Stored data

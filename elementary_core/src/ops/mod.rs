//! The elementary operator set (spec §4.3–§4.7): one [`crate::node::GraphNode`]
//! implementation per node kind, grouped by family the way `knaster_core_dsp`
//! groups its ugens into `ugens::{math, env, filter, ...}` modules.

pub mod analyzers;
pub mod const_node;
pub mod delay;
pub mod filters;
pub mod gate;
pub mod math;
pub mod noise;
pub mod osc;
pub mod pitch;
pub mod root;
pub mod sample;
pub mod seq;
pub mod sparseq;
pub mod tap;
pub mod time;
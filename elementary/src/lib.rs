//! Public facade over the instruction reconciler, render-sequence compiler,
//! and block-rate scheduler that make up the engine (spec §2, §6.2): a host
//! only ever needs [`Runtime`] plus the [`Value`] wire type to drive it.

pub use elementary_core::{
    ErrorCode, Event, GraphNode, NodeContext, NodeFactory, NodeId, NodeRegistry, PropertyContext, PropertyMap,
    RtLogMessage, RtLogReceiver, RtLogSender, SharedResourceMap, TapBus,
};
pub use elementary_primitives::{BlockSize, FloatArray, Name, Value};
pub use elementary_runtime::{Diagnostics, Runtime, RuntimeOptions};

- [What you should do]
Only the span from the line with "The elementary operator" through the final line of the records goes in the output, each line unchanged.

- [Task response]
//! The elementary operator set (spec §4.3–§4.7): one [`crate::node::GraphNode`]
//! implementation per node kind, grouped by family the way `knaster_core_dsp`
//! groups its ugens into `ugens::{math, env, filter, ...}` modules.

pub mod analyzers;
pub mod const_node;
pub mod delay;
pub mod filters;
pub mod gate;
pub mod math;
pub mod noise;
pub mod osc;
pub mod pitch;
pub mod root;
pub mod sample;
pub mod seq;
pub mod sparseq;
pub mod tap;
pub mod time;
filename elementary/src/lib.rs
//! Public facade over the instruction reconciler, render-sequence compiler,
//! and block-rate scheduler that make up the engine (spec §2, §6.2): a host
//! only ever needs [`Runtime`] plus the [`Value`] wire type to drive it.

pub use elementary_core::{
    ErrorCode, Event, GraphNode, NodeContext, NodeFactory, NodeId, NodeRegistry, PropertyContext, PropertyMap,
    RtLogMessage, RtLogReceiver, RtLogSender, SharedResourceMap, TapBus,
};
pub use elementary_primitives::{BlockSize, FloatArray, Name, Value};
pub use elementary_runtime::{Diagnostics, Runtime, RuntimeOptions};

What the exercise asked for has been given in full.